> [Required action]
Would you repeat all of the records underneath, exactly as written?

> [Dataset excerpts]
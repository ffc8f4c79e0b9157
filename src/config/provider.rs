//! Merged, memoized formatter configuration.

use std::{
    collections::BTreeMap,
    path::PathBuf,
    sync::{Arc, OnceLock},
};

use log::{debug, info};
use serde_json::Value;

use super::{
    ConfigError,
    ConfigResolver,
    EnvJsonConfigResolver,
    EnvKeyValueConfigResolver,
    Environment,
    FileConfigResolver,
    FormatterSettings,
    HostConfigResolver,
    OUTPUT_FILE_PATH,
    PlaceholderResolver,
    environment::formatters_disabled,
    resolver::normalise_formatter_name,
};

/// Settings for one formatter with the output path pulled out.
#[derive(Clone, Debug, Default, PartialEq)]
pub struct FormatterConfiguration {
    /// Raw output path template, placeholders unresolved.
    pub output_file_path: Option<String>,
    /// Every other setting, passed through untouched.
    pub settings: FormatterSettings,
}

impl FormatterConfiguration {
    #[must_use]
    pub fn from_settings(mut settings: FormatterSettings) -> Self {
        let output_file_path = match settings.remove(OUTPUT_FILE_PATH) {
            Some(Value::String(path)) if !path.trim().is_empty() => Some(path),
            _ => None,
        };
        Self {
            output_file_path,
            settings,
        }
    }

    #[must_use]
    pub fn with_output_file_path(mut self, path: impl Into<String>) -> Self {
        self.output_file_path = Some(path.into());
        self
    }

    #[must_use]
    pub fn with_setting(mut self, key: impl Into<String>, value: impl Into<Value>) -> Self {
        self.settings.insert(key.into(), value.into());
        self
    }

    #[must_use]
    pub fn setting(&self, key: &str) -> Option<&Value> { self.settings.get(key) }
}

/// Result of merging every resolver.
#[derive(Clone, Debug, Default, PartialEq)]
pub struct FormattersConfig {
    formatters: BTreeMap<String, FormatterSettings>,
    enabled: bool,
}

impl FormattersConfig {
    /// Whether any formatter is configured and the global disable flag is
    /// unset.
    #[must_use]
    pub fn enabled(&self) -> bool { self.enabled }

    /// Settings for `name`, matched case-insensitively.
    #[must_use]
    pub fn get(&self, name: &str) -> Option<&FormatterSettings> {
        self.formatters.get(&normalise_formatter_name(name))
    }

    pub fn formatter_names(&self) -> impl Iterator<Item = &str> {
        self.formatters.keys().map(String::as_str)
    }
}

/// Resolves formatter configuration once and serves it to every caller.
///
/// Resolvers run in the order given; a later resolver's entry for a formatter
/// replaces the earlier one as a whole, and an explicit disable removes the
/// formatter. The first call to [`Self::configuration`] performs the
/// resolution; later calls, including failed ones, see the stored result.
#[derive(Debug)]
pub struct FormattersConfigProvider {
    resolvers: Vec<Box<dyn ConfigResolver>>,
    env: Arc<dyn Environment>,
    placeholders: Arc<PlaceholderResolver>,
    resolved: OnceLock<Result<FormattersConfig, ConfigError>>,
}

impl FormattersConfigProvider {
    #[must_use]
    pub fn new(
        resolvers: Vec<Box<dyn ConfigResolver>>,
        env: Arc<dyn Environment>,
        placeholders: Arc<PlaceholderResolver>,
    ) -> Self {
        Self {
            resolvers,
            env,
            placeholders,
            resolved: OnceLock::new(),
        }
    }

    /// The standard chain: project file, then `REQNROLL_FORMATTERS`, then
    /// `REQNROLL_FORMATTERS_<NAME>`, then host parameters.
    #[must_use]
    pub fn standard(
        env: Arc<dyn Environment>,
        config_file: Option<PathBuf>,
        host: HostConfigResolver,
    ) -> Self {
        let file = config_file.map_or_else(FileConfigResolver::default, FileConfigResolver::new);
        let resolvers: Vec<Box<dyn ConfigResolver>> = vec![
            Box::new(file),
            Box::new(EnvJsonConfigResolver::new(Arc::clone(&env))),
            Box::new(EnvKeyValueConfigResolver::new(Arc::clone(&env))),
            Box::new(host),
        ];
        let placeholders = Arc::new(PlaceholderResolver::from_environment(Arc::clone(&env)));
        Self::new(resolvers, env, placeholders)
    }

    /// Merged configuration, resolved on first access.
    ///
    /// # Errors
    ///
    /// Returns the [`ConfigError`] raised by the first failing resolver. The
    /// same error is returned on every call.
    pub fn configuration(&self) -> Result<&FormattersConfig, ConfigError> {
        self.resolved
            .get_or_init(|| self.resolve())
            .as_ref()
            .map_err(Clone::clone)
    }

    /// Whether formatting is enabled at all.
    ///
    /// # Errors
    ///
    /// See [`Self::configuration`].
    pub fn enabled(&self) -> Result<bool, ConfigError> { Ok(self.configuration()?.enabled()) }

    /// Configuration for `name`, or `None` when the formatter is not
    /// configured or formatting is globally disabled.
    ///
    /// # Errors
    ///
    /// See [`Self::configuration`].
    pub fn formatter_configuration(
        &self,
        name: &str,
    ) -> Result<Option<FormatterConfiguration>, ConfigError> {
        let config = self.configuration()?;
        if !config.enabled() {
            return Ok(None);
        }
        Ok(config
            .get(name)
            .cloned()
            .map(FormatterConfiguration::from_settings))
    }

    #[must_use]
    pub fn placeholders(&self) -> &Arc<PlaceholderResolver> { &self.placeholders }

    /// Expand placeholders in an output path template.
    #[must_use]
    pub fn resolve_placeholders(&self, template: &str) -> String { self.placeholders.resolve(template) }

    fn resolve(&self) -> Result<FormattersConfig, ConfigError> {
        let mut formatters: BTreeMap<String, FormatterSettings> = BTreeMap::new();
        for resolver in &self.resolvers {
            let resolved = resolver.resolve()?;
            debug!(
                "configuration source {} supplied {} formatter entries",
                resolver.name(),
                resolved.len()
            );
            for (name, entry) in resolved {
                match entry {
                    Some(settings) => {
                        formatters.insert(name, settings);
                    }
                    None => {
                        formatters.remove(&name);
                    }
                }
            }
        }

        let disabled = formatters_disabled(self.env.as_ref());
        let enabled = !formatters.is_empty() && !disabled;
        if disabled {
            info!("formatters disabled by environment override");
        }
        Ok(FormattersConfig {
            formatters,
            enabled,
        })
    }
}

> [Exercise result]
repository ffc8f4c79e0b9157
filename src/config/provider.rs
//! Merged, memoized formatter configuration.

use std::{
    collections::BTreeMap,
    path::PathBuf,
    sync::{Arc, OnceLock},
};

use log::{debug, info};
use serde_json::Value;

use super::{
    ConfigError,
    ConfigResolver,
    EnvJsonConfigResolver,
    EnvKeyValueConfigResolver,
    Environment,
    FileConfigResolver,
    FormatterSettings,
    HostConfigResolver,
    OUTPUT_FILE_PATH,
    PlaceholderResolver,
    environment::formatters_disabled,
    resolver::normalise_formatter_name,
};

/// Settings for one formatter with the output path pulled out.
#[derive(Clone, Debug, Default, PartialEq)]
pub struct FormatterConfiguration {
    /// Raw output path template, placeholders unresolved.
    pub output_file_path: Option<String>,
    /// Every other setting, passed through untouched.
    pub settings: FormatterSettings,
}

impl FormatterConfiguration {
    #[must_use]
    pub fn from_settings(mut settings: FormatterSettings) -> Self {
        let output_file_path = match settings.remove(OUTPUT_FILE_PATH) {
            Some(Value::String(path)) if !path.trim().is_empty() => Some(path),
            _ => None,
        };
        Self {
            output_file_path,
            settings,
        }
    }

    #[must_use]
    pub fn with_output_file_path(mut self, path: impl Into<String>) -> Self {
        self.output_file_path = Some(path.into());
        self
    }

    #[must_use]
    pub fn with_setting(mut self, key: impl Into<String>, value: impl Into<Value>) -> Self {
        self.settings.insert(key.into(), value.into());
        self
    }

    #[must_use]
    pub fn setting(&self, key: &str) -> Option<&Value> { self.settings.get(key) }
}

/// Result of merging every resolver.
#[derive(Clone, Debug, Default, PartialEq)]
pub struct FormattersConfig {
    formatters: BTreeMap<String, FormatterSettings>,
    enabled: bool,
}

impl FormattersConfig {
    /// Whether any formatter is configured and the global disable flag is
    /// unset.
    #[must_use]
    pub fn enabled(&self) -> bool { self.enabled }

    /// Settings for `name`, matched case-insensitively.
    #[must_use]
    pub fn get(&self, name: &str) -> Option<&FormatterSettings> {
        self.formatters.get(&normalise_formatter_name(name))
    }

    pub fn formatter_names(&self) -> impl Iterator<Item = &str> {
        self.formatters.keys().map(String::as_str)
    }
}

/// Resolves formatter configuration once and serves it to every caller.
///
/// Resolvers run in the order given; a later resolver's entry for a formatter
/// replaces the earlier one as a whole, and an explicit disable removes the
/// formatter. The first call to [`Self::configuration`] performs the
/// resolution; later calls, including failed ones, see the stored result.
#[derive(Debug)]
pub struct FormattersConfigProvider {
    resolvers: Vec<Box<dyn ConfigResolver>>,
    env: Arc<dyn Environment>,
    placeholders: Arc<PlaceholderResolver>,
    resolved: OnceLock<Result<FormattersConfig, ConfigError>>,
}

impl FormattersConfigProvider {
    #[must_use]
    pub fn new(
        resolvers: Vec<Box<dyn ConfigResolver>>,
        env: Arc<dyn Environment>,
        placeholders: Arc<PlaceholderResolver>,
    ) -> Self {
        Self {
            resolvers,
            env,
            placeholders,
            resolved: OnceLock::new(),
        }
    }

    /// The standard chain: project file, then `REQNROLL_FORMATTERS`, then
    /// `REQNROLL_FORMATTERS_<NAME>`, then host parameters.
    #[must_use]
    pub fn standard(
        env: Arc<dyn Environment>,
        config_file: Option<PathBuf>,
        host: HostConfigResolver,
    ) -> Self {
        let file = config_file.map_or_else(FileConfigResolver::default, FileConfigResolver::new);
        let resolvers: Vec<Box<dyn ConfigResolver>> = vec![
            Box::new(file),
            Box::new(EnvJsonConfigResolver::new(Arc::clone(&env))),
            Box::new(EnvKeyValueConfigResolver::new(Arc::clone(&env))),
            Box::new(host),
        ];
        let placeholders = Arc::new(PlaceholderResolver::from_environment(Arc::clone(&env)));
        Self::new(resolvers, env, placeholders)
    }

    /// Merged configuration, resolved on first access.
    ///
    /// # Errors
    ///
    /// Returns the [`ConfigError`] raised by the first failing resolver. The
    /// same error is returned on every call.
    pub fn configuration(&self) -> Result<&FormattersConfig, ConfigError> {
        self.resolved
            .get_or_init(|| self.resolve())
            .as_ref()
            .map_err(Clone::clone)
    }

    /// Whether formatting is enabled at all.
    ///
    /// # Errors
    ///
    /// See [`Self::configuration`].
    pub fn enabled(&self) -> Result<bool, ConfigError> { Ok(self.configuration()?.enabled()) }

    /// Configuration for `name`, or `None` when the formatter is not
    /// configured or formatting is globally disabled.
    ///
    /// # Errors
    ///
    /// See [`Self::configuration`].
    pub fn formatter_configuration(
        &self,
        name: &str,
    ) -> Result<Option<FormatterConfiguration>, ConfigError> {
        let config = self.configuration()?;
        if !config.enabled() {
            return Ok(None);
        }
        Ok(config
            .get(name)
            .cloned()
            .map(FormatterConfiguration::from_settings))
    }

    #[must_use]
    pub fn placeholders(&self) -> &Arc<PlaceholderResolver> { &self.placeholders }

    /// Expand placeholders in an output path template.
    #[must_use]
    pub fn resolve_placeholders(&self, template: &str) -> String { self.placeholders.resolve(template) }

    fn resolve(&self) -> Result<FormattersConfig, ConfigError> {
        let mut formatters: BTreeMap<String, FormatterSettings> = BTreeMap::new();
        for resolver in &self.resolvers {
            let resolved = resolver.resolve()?;
            debug!(
                "configuration source {} supplied {} formatter entries",
                resolver.name(),
                resolved.len()
            );
            for (name, entry) in resolved {
                match entry {
                    Some(settings) => {
                        formatters.insert(name, settings);
                    }
                    None => {
                        formatters.remove(&name);
                    }
                }
            }
        }

        let disabled = formatters_disabled(self.env.as_ref());
        let enabled = !formatters.is_empty() && !disabled;
        if disabled {
            info!("formatters disabled by environment override");
        }
        Ok(FormattersConfig {
            formatters,
            enabled,
        })
    }
}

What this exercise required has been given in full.